RECORDS:
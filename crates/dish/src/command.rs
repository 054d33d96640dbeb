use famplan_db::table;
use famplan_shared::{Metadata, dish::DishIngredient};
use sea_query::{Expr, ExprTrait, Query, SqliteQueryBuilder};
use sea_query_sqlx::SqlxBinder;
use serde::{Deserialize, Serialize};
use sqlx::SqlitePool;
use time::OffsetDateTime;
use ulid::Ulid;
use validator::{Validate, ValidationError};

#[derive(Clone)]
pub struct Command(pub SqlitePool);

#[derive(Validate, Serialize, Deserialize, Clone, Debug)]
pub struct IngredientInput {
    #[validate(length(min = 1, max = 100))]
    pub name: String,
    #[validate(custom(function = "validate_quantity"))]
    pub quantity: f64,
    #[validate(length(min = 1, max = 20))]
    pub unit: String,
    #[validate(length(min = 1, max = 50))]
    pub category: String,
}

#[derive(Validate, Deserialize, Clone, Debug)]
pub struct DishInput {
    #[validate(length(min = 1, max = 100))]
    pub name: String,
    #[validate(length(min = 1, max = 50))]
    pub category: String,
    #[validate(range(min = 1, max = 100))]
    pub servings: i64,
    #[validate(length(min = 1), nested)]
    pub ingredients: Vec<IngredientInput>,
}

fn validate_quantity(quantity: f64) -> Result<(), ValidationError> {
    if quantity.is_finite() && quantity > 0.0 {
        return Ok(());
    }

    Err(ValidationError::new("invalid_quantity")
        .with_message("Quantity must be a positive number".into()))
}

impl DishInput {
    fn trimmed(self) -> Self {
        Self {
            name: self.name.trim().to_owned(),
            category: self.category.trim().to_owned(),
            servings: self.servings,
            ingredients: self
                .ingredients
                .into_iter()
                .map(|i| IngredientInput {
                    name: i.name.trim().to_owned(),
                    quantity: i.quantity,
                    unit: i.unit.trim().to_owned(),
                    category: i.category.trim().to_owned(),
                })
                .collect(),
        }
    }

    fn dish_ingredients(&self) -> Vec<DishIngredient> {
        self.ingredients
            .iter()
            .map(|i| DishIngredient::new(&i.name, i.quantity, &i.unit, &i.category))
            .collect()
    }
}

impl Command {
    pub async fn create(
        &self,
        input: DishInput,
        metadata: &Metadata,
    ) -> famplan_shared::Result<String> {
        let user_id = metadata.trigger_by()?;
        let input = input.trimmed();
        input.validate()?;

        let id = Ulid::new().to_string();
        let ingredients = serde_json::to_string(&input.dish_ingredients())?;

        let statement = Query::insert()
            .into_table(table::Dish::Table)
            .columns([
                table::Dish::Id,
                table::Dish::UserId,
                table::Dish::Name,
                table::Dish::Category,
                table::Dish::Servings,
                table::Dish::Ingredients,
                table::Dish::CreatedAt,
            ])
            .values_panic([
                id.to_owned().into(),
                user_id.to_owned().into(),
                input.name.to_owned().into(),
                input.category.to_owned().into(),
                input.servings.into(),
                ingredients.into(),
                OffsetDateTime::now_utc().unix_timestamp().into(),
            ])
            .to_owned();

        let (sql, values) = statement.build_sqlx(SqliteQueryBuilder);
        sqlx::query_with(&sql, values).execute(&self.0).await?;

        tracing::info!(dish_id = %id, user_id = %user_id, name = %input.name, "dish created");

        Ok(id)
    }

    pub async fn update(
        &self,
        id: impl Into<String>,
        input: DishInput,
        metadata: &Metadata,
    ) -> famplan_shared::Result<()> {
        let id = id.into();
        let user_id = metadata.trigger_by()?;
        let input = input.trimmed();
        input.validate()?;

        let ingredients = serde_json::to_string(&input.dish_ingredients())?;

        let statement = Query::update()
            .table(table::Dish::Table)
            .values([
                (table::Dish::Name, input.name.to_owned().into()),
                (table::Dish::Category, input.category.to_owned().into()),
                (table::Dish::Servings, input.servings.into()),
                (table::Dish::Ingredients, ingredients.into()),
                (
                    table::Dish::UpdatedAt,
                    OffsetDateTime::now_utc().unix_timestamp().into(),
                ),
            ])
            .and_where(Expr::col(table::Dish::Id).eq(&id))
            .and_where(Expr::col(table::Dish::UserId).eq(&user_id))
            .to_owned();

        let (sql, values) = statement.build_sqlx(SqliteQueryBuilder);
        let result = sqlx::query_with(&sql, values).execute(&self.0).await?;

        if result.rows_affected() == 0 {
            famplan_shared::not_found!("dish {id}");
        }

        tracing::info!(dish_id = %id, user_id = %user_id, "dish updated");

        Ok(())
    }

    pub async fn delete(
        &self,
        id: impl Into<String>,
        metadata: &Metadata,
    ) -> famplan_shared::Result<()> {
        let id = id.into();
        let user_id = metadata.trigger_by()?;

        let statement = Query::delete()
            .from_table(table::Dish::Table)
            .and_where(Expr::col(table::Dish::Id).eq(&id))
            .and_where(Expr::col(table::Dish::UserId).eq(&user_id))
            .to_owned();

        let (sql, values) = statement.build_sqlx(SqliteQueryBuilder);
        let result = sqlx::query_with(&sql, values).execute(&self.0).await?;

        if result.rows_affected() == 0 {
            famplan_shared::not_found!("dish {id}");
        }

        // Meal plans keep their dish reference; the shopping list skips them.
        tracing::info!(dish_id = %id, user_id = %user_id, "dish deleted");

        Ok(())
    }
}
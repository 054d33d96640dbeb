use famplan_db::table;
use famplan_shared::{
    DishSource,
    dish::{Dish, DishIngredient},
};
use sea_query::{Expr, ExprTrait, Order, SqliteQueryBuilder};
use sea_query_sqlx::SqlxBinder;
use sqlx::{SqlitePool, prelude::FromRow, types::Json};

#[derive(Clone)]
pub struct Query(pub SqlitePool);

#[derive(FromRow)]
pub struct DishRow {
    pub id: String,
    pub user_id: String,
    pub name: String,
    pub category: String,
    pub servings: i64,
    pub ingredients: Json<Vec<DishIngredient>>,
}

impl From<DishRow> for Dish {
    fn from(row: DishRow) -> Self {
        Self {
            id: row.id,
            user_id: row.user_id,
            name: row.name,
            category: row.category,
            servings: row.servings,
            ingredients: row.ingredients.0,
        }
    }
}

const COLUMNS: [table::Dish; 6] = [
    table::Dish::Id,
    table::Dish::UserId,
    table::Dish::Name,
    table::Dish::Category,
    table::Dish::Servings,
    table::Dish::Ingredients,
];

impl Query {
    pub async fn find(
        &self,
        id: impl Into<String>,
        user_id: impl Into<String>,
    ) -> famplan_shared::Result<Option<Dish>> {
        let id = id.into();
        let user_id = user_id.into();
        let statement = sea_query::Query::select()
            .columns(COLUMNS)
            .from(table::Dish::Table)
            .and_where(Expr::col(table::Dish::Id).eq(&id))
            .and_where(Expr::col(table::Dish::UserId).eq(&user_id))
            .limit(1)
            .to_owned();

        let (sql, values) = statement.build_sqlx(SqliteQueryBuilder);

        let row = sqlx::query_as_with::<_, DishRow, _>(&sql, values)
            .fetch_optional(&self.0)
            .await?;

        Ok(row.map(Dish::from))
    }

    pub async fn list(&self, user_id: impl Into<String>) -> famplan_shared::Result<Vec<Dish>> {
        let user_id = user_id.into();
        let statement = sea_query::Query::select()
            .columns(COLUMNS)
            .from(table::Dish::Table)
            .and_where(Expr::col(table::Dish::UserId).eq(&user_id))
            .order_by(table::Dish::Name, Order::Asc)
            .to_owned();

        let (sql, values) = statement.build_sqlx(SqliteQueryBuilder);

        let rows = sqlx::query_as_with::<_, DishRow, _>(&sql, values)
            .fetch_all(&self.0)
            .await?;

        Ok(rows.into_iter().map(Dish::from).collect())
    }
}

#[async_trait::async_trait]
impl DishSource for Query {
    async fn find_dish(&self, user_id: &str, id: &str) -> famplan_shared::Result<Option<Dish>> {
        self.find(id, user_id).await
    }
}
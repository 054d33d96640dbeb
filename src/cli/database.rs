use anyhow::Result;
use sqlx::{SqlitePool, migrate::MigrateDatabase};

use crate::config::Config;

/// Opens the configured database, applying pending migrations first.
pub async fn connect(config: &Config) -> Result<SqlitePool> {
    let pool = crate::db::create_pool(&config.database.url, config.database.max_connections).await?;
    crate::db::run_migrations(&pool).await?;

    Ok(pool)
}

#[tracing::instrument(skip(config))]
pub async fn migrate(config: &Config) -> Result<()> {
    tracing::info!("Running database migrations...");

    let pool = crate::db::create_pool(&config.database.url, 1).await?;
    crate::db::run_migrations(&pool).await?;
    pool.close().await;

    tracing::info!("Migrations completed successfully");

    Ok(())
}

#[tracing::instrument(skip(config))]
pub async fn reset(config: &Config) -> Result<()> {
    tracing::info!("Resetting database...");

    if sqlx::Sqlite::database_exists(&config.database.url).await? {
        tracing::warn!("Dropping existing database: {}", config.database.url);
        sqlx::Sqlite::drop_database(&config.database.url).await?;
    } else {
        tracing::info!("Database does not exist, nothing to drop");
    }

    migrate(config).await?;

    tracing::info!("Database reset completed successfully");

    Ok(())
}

WORK TASK: Please return a copy of each line in the entries that has the string "OffsetDateTime".

RESULT OF THIS EXERCISE:
use time::OffsetDateTime;
                OffsetDateTime::now_utc().unix_timestamp().into(),
                    OffsetDateTime::now_utc().unix_timestamp().into(),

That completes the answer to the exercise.